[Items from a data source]
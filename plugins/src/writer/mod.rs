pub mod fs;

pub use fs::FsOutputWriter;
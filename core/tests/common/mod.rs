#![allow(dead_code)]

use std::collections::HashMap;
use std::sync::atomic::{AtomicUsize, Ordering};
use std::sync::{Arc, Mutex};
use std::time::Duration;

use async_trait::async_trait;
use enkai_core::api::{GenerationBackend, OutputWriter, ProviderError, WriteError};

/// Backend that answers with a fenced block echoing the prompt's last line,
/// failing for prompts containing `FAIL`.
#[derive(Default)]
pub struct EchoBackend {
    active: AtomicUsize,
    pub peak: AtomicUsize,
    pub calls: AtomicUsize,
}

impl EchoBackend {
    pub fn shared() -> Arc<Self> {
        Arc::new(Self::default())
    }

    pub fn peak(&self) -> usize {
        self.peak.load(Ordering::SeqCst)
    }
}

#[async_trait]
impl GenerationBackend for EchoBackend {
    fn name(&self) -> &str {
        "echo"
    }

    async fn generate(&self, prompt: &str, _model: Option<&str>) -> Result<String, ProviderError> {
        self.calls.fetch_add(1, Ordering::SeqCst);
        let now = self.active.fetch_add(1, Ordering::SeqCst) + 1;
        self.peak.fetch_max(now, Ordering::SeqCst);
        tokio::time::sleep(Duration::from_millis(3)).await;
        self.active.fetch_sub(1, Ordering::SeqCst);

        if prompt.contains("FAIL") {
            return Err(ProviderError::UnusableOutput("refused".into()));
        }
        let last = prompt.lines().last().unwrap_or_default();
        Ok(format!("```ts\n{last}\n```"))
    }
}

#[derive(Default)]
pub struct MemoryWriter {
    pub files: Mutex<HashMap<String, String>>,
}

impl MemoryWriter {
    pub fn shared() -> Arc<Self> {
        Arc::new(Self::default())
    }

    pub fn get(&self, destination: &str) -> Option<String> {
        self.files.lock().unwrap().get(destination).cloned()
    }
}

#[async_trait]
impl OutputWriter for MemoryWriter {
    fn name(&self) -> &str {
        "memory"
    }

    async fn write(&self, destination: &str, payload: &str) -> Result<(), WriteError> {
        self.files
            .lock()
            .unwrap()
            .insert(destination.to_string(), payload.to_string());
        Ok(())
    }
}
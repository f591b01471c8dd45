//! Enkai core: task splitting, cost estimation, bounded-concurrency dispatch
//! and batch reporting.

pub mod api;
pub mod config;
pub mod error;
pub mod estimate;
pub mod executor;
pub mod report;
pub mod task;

--

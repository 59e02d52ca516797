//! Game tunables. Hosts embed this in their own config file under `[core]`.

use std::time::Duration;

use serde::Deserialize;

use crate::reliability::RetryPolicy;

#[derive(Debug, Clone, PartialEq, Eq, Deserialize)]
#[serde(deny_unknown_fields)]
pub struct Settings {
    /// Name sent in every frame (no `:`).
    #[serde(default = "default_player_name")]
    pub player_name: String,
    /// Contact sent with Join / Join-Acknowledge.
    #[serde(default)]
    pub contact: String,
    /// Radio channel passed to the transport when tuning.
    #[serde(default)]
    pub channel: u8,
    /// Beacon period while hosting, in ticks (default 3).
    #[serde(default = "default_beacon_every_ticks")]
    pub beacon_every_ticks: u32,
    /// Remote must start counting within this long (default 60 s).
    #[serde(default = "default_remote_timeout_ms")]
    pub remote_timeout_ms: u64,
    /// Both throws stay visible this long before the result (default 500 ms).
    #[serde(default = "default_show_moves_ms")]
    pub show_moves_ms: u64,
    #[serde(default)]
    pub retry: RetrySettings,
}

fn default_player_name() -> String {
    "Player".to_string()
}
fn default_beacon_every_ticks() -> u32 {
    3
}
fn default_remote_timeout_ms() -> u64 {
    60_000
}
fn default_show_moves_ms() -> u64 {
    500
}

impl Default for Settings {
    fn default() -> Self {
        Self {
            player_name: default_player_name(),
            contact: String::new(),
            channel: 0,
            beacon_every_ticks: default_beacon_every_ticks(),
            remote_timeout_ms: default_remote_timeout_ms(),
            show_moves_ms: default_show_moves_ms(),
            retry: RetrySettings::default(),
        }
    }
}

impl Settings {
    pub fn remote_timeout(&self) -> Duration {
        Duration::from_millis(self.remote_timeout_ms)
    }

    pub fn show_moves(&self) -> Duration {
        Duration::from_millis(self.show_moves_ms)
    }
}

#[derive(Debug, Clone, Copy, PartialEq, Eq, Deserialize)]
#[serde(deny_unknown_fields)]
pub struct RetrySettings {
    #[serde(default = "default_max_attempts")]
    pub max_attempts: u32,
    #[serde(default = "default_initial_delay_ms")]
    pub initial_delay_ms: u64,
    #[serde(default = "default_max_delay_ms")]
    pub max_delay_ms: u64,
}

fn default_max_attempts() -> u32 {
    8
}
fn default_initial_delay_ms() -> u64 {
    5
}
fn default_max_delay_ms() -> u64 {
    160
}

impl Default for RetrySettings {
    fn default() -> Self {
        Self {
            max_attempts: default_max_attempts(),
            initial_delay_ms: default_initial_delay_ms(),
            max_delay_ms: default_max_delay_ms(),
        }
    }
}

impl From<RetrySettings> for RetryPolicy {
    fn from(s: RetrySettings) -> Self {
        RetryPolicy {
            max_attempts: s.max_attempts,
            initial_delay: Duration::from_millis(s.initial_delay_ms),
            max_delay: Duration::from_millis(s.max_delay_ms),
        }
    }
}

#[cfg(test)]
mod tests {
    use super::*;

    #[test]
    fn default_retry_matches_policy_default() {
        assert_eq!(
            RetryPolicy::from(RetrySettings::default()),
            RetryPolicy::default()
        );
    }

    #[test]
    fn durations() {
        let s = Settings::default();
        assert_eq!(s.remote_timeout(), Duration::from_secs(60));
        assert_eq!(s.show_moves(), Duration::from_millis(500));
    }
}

**Instructions to follow**
Above are records; repeat only the lines starting at the line with "self.peak.load(Ordering::SeqCst)" and ending at the line with "pub mod task;", exactly as they appear, both included.

**Solution**
        self.peak.load(Ordering::SeqCst)
    }
}

#[async_trait]
impl GenerationBackend for EchoBackend {
    fn name(&self) -> &str {
        "echo"
    }

    async fn generate(&self, prompt: &str, _model: Option<&str>) -> Result<String, ProviderError> {
        self.calls.fetch_add(1, Ordering::SeqCst);
        let now = self.active.fetch_add(1, Ordering::SeqCst) + 1;
        self.peak.fetch_max(now, Ordering::SeqCst);
        tokio::time::sleep(Duration::from_millis(3)).await;
        self.active.fetch_sub(1, Ordering::SeqCst);

        if prompt.contains("FAIL") {
            return Err(ProviderError::UnusableOutput("refused".into()));
        }
        let last = prompt.lines().last().unwrap_or_default();
        Ok(format!("```ts\n{last}\n```"))
    }
}

#[derive(Default)]
pub struct MemoryWriter {
    pub files: Mutex<HashMap<String, String>>,
}

impl MemoryWriter {
    pub fn shared() -> Arc<Self> {
        Arc::new(Self::default())
    }

    pub fn get(&self, destination: &str) -> Option<String> {
        self.files.lock().unwrap().get(destination).cloned()
    }
}

#[async_trait]
impl OutputWriter for MemoryWriter {
    fn name(&self) -> &str {
        "memory"
    }

    async fn write(&self, destination: &str, payload: &str) -> Result<(), WriteError> {
        self.files
            .lock()
            .unwrap()
            .insert(destination.to_string(), payload.to_string());
        Ok(())
    }
}
repository f591b01471c8dd45
//! Enkai core: task splitting, cost estimation, bounded-concurrency dispatch
//! and batch reporting.

pub mod api;
pub mod config;
pub mod error;
pub mod estimate;
pub mod executor;
pub mod report;
pub mod task;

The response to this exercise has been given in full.